[Dataset records]
*** Block opens ***

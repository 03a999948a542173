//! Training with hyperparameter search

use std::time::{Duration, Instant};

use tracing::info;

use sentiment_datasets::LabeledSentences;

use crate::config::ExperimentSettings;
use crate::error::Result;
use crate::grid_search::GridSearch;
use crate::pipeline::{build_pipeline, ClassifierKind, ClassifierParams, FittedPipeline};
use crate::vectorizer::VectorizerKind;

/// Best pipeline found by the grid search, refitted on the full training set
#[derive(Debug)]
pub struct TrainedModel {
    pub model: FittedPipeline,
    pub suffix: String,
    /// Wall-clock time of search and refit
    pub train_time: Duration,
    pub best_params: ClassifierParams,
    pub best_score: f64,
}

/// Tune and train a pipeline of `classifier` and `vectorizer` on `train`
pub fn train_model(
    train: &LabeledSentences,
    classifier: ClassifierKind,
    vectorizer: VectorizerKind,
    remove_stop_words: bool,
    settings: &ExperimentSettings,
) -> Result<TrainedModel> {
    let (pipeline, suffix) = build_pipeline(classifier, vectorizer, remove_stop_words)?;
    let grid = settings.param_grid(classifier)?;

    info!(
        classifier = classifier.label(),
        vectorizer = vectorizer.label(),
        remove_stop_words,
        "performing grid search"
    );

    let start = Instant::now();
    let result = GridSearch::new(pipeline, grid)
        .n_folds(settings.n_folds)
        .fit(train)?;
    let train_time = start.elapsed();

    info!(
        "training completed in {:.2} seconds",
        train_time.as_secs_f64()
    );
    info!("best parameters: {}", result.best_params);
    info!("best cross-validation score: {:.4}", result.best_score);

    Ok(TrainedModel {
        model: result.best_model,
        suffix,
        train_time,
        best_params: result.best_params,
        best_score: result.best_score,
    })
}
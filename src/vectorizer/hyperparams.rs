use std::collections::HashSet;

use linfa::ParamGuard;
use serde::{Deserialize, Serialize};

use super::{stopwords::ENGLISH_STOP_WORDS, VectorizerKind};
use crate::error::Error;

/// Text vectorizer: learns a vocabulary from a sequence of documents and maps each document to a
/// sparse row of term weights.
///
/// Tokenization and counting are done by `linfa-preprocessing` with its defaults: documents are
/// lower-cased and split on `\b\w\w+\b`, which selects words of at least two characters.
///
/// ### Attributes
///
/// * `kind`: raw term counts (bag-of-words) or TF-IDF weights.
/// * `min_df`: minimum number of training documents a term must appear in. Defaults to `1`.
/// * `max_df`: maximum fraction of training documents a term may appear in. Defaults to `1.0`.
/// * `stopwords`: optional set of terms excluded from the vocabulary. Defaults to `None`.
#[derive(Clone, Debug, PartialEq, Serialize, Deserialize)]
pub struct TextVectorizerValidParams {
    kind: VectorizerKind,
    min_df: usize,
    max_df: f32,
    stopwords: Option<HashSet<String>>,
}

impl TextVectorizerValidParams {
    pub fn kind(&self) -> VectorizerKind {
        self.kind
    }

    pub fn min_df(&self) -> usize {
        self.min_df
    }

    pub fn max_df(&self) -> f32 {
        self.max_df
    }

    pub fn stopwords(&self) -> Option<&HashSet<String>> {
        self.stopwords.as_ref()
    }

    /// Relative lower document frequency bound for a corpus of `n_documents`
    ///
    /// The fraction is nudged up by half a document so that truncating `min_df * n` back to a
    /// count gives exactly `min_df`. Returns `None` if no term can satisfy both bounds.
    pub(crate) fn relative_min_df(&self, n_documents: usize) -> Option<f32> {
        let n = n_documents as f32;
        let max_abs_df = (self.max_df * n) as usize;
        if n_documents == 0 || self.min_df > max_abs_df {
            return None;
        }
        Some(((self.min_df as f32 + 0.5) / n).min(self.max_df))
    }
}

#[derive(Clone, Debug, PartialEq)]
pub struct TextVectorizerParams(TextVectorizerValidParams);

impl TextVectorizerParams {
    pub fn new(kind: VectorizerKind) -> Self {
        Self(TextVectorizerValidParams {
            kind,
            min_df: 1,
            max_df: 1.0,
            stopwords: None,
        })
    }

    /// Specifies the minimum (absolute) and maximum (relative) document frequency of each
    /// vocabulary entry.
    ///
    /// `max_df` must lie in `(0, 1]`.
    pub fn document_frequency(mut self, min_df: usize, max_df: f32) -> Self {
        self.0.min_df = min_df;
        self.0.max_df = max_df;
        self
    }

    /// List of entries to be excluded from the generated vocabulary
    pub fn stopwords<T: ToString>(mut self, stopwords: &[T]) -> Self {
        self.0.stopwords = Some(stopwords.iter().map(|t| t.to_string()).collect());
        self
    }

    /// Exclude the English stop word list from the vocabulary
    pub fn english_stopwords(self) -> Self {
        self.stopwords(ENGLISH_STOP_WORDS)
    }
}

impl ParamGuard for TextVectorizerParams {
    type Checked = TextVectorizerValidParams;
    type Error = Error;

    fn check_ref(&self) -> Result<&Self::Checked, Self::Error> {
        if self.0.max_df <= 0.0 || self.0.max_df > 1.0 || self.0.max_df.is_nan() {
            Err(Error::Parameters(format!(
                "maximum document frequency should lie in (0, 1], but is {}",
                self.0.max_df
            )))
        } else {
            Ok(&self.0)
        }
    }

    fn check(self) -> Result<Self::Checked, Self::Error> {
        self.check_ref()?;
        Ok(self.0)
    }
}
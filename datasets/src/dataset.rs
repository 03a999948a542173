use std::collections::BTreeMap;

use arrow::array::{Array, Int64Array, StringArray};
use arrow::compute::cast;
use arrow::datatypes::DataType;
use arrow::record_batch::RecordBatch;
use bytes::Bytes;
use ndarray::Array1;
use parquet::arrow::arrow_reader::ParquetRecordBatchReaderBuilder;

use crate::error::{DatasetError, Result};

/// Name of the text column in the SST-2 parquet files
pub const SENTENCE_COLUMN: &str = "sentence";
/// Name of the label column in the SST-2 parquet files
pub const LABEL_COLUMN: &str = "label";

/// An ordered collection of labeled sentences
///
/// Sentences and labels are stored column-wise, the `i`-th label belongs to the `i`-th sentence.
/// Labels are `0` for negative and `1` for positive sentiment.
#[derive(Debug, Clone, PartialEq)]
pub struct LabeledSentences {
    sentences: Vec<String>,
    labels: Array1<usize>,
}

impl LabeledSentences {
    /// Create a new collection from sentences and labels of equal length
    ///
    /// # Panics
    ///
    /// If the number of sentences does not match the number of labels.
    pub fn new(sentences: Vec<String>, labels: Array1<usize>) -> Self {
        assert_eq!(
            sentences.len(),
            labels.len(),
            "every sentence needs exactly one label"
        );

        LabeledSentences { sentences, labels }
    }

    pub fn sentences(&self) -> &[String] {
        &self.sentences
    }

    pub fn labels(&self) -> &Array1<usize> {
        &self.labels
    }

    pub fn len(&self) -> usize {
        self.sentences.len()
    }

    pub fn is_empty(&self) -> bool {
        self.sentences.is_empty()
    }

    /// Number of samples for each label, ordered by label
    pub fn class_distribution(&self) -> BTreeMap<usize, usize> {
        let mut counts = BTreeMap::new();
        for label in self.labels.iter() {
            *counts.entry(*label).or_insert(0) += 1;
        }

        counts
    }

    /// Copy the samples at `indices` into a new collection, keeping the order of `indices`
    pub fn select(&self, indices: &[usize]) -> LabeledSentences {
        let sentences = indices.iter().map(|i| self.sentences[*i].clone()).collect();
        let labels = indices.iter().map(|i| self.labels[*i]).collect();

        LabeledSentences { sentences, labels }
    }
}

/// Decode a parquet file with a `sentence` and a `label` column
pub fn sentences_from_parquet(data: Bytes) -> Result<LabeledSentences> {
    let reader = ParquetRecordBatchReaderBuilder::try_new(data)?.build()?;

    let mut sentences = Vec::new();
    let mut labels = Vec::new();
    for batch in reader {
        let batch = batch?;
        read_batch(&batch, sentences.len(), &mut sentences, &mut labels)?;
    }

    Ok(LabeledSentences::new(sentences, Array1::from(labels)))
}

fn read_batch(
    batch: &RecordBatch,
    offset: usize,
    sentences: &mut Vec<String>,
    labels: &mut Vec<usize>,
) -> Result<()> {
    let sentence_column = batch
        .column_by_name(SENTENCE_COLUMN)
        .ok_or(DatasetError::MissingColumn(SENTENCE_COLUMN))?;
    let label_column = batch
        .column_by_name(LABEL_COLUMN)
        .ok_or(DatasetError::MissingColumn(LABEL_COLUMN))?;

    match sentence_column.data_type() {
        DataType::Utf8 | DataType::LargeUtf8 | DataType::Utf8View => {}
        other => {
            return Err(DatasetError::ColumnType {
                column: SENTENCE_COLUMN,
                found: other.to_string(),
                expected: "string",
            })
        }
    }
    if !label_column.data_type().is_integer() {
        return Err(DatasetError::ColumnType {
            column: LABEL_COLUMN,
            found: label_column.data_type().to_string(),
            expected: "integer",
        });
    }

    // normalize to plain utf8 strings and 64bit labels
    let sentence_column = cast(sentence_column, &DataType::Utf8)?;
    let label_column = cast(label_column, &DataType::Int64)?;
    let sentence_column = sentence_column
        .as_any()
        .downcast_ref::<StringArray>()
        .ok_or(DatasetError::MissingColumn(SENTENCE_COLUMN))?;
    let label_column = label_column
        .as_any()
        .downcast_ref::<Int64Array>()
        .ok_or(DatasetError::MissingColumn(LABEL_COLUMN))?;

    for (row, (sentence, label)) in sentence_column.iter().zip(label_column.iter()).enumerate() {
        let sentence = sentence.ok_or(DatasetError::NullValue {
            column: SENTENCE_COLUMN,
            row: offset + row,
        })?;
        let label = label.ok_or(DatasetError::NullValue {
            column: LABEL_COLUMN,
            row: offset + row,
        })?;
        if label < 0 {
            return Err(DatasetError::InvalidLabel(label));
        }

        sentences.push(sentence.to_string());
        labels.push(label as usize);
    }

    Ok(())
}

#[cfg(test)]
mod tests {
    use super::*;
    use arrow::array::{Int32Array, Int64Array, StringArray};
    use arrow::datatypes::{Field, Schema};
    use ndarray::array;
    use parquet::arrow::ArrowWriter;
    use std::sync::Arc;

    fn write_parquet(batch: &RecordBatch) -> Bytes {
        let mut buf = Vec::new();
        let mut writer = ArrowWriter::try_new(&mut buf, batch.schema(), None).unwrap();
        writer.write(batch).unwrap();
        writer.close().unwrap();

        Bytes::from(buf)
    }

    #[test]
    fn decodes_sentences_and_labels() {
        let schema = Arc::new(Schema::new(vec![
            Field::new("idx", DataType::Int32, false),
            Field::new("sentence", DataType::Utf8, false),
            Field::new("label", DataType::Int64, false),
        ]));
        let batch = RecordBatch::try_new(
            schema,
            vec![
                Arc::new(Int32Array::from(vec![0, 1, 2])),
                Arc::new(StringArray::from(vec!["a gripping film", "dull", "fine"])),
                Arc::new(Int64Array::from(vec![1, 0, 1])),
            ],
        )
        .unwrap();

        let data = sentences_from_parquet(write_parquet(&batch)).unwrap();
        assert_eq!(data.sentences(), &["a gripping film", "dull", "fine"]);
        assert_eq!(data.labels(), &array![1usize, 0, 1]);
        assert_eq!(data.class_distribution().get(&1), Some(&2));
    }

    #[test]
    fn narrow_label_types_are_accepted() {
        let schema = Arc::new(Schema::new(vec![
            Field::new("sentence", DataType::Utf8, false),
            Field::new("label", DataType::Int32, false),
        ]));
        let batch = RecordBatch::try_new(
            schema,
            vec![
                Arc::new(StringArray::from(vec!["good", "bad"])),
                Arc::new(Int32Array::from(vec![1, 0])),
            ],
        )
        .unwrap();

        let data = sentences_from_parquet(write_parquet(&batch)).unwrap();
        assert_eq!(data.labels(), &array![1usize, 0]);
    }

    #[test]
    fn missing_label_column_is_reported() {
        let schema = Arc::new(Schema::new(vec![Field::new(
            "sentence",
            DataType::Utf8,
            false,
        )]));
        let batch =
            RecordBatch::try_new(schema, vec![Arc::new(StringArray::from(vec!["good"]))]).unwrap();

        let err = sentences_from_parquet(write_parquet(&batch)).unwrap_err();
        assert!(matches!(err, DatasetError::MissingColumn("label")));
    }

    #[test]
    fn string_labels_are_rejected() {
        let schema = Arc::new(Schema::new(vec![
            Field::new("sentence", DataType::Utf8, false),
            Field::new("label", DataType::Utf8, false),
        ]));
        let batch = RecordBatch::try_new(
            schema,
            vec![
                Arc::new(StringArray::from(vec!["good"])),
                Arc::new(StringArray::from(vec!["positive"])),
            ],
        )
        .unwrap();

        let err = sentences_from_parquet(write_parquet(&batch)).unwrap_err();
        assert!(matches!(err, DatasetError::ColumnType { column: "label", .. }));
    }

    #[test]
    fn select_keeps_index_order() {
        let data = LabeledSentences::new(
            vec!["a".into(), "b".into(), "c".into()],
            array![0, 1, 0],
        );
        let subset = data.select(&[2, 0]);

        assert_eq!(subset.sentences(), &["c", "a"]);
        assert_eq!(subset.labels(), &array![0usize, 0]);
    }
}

*** Block closes ***
*** Block opens ***

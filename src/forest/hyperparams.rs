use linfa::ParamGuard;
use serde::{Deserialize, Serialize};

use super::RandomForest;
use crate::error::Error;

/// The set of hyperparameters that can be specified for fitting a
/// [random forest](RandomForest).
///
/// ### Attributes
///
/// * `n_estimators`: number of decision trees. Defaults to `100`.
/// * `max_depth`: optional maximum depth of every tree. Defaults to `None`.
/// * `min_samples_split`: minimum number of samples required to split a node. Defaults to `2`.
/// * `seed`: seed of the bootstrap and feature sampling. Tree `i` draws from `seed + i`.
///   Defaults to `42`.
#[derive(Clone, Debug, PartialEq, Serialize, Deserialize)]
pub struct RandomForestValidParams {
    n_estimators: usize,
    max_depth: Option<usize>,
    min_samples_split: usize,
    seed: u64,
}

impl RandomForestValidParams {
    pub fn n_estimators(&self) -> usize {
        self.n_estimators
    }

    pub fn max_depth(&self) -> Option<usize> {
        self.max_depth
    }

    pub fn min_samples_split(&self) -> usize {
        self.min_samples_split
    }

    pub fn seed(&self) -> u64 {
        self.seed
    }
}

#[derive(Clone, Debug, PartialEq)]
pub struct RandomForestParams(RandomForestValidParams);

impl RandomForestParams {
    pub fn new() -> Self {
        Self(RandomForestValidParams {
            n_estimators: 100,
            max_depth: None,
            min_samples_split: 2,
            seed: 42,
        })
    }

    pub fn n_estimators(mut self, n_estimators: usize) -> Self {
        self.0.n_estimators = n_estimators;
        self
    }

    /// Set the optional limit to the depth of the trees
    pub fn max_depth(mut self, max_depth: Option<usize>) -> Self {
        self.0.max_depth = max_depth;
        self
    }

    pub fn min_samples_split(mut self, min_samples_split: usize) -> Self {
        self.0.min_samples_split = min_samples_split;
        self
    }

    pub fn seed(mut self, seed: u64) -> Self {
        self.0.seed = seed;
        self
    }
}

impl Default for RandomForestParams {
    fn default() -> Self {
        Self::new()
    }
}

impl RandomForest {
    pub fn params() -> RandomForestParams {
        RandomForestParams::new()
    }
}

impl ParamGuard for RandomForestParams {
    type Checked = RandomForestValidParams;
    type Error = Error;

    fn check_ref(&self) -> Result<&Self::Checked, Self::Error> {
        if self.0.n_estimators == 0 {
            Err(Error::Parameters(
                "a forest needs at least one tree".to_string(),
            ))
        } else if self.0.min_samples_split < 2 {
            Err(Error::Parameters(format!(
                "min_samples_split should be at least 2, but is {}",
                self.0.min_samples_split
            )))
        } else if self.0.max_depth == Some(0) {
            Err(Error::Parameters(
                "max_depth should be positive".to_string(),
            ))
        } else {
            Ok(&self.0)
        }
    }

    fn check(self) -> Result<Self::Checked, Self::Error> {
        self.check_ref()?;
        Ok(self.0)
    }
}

*** Block closes ***
*** Block opens ***

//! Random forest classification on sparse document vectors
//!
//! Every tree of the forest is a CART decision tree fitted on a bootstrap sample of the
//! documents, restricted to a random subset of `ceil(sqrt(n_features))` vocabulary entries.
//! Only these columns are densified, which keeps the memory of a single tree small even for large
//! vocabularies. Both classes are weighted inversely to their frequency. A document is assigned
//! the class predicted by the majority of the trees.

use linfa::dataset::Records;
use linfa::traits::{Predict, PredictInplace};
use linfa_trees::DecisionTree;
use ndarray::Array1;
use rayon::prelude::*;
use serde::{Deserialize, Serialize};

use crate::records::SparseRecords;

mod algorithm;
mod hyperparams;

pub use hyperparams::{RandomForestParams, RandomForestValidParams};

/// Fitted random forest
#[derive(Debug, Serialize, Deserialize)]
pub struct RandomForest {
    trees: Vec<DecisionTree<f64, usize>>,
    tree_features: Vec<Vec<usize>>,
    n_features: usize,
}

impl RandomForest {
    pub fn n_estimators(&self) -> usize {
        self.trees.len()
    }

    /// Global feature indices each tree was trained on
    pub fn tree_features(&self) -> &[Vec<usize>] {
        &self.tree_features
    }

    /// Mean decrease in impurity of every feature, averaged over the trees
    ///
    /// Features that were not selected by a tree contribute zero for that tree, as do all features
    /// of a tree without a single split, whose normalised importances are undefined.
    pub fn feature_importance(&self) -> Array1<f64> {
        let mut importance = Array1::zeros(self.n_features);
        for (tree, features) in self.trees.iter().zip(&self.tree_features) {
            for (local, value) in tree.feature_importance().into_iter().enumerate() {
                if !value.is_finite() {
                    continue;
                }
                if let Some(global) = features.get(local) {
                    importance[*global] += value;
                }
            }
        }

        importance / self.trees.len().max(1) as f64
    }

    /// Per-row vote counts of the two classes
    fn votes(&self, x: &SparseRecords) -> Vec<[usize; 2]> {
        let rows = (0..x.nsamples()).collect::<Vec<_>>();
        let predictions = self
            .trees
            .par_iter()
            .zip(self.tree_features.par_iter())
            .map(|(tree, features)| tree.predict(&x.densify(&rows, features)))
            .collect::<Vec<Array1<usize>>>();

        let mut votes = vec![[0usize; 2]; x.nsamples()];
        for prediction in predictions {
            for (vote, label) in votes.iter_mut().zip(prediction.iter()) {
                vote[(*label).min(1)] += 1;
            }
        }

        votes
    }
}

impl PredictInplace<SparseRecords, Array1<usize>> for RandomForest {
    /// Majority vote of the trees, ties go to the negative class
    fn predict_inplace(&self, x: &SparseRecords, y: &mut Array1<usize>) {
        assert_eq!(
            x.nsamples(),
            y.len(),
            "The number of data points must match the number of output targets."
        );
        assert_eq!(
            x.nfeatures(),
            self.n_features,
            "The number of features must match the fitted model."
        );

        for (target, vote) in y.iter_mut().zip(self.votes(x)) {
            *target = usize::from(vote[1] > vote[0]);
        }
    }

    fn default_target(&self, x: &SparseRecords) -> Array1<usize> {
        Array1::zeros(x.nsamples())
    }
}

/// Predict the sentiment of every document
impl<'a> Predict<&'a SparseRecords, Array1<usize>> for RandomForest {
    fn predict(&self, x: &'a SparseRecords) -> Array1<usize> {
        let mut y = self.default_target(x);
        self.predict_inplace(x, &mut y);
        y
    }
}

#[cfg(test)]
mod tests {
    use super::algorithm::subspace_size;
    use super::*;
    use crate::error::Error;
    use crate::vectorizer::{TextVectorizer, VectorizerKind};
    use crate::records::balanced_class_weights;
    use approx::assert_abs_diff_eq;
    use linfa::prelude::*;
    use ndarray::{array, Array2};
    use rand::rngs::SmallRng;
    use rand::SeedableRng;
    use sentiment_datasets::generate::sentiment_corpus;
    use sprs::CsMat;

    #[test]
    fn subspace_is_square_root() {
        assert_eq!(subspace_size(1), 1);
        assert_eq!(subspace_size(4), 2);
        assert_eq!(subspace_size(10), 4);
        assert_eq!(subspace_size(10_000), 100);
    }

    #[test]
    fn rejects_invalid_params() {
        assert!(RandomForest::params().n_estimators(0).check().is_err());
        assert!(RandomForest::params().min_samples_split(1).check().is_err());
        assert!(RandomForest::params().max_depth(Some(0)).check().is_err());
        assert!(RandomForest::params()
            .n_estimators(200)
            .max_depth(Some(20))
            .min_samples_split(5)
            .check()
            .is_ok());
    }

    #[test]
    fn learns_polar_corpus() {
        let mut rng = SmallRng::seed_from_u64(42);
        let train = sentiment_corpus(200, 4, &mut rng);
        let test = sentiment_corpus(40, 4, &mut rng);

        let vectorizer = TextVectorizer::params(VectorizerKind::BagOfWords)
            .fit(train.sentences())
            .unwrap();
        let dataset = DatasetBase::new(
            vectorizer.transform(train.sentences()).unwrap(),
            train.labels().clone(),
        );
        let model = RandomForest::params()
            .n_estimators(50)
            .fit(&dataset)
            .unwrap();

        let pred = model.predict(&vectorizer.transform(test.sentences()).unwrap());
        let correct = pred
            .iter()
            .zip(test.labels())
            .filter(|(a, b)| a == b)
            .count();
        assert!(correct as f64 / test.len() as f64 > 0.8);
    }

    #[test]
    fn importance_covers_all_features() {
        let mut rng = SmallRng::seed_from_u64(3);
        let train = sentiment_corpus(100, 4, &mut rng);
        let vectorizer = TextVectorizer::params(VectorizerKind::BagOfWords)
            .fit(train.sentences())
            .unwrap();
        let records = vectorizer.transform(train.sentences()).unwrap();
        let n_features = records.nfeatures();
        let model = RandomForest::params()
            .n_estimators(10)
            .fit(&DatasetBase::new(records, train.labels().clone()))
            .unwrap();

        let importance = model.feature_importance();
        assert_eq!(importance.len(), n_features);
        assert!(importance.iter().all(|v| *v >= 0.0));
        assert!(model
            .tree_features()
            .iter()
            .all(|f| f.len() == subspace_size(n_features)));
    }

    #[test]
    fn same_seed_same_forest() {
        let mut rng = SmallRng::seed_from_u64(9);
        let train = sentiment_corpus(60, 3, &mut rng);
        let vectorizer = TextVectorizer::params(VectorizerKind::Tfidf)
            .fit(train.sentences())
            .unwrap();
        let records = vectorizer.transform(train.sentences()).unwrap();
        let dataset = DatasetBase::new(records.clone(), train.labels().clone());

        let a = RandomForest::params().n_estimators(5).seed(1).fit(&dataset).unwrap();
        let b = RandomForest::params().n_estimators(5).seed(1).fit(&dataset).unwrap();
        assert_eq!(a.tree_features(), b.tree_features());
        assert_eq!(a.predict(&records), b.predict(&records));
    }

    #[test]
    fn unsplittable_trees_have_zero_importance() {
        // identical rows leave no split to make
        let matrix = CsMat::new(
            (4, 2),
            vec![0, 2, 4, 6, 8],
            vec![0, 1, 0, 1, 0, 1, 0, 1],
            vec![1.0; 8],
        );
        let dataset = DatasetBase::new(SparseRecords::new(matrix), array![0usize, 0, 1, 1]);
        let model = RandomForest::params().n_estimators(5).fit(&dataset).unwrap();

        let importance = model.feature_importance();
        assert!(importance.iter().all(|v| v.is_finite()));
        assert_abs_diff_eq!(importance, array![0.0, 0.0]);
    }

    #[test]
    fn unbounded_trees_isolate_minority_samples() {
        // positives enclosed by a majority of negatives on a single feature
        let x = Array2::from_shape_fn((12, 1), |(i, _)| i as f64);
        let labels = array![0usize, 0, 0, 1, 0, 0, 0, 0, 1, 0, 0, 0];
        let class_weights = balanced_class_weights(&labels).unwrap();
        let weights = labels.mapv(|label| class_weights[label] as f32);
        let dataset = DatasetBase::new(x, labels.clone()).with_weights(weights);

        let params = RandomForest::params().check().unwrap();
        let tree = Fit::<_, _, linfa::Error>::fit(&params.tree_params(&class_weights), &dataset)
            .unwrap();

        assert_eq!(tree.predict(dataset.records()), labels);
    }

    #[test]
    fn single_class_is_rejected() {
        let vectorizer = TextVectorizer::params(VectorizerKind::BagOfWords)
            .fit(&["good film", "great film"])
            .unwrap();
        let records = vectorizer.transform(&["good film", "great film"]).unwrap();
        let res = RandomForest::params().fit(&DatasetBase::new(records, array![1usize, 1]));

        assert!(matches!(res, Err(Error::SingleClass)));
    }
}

*** Block closes ***

Task to carry out: In the data above, find each line that uses the string "needs". Copy it.

Result for this exercise:
            "every sentence needs exactly one label"
                "a forest needs at least one tree".to_string(),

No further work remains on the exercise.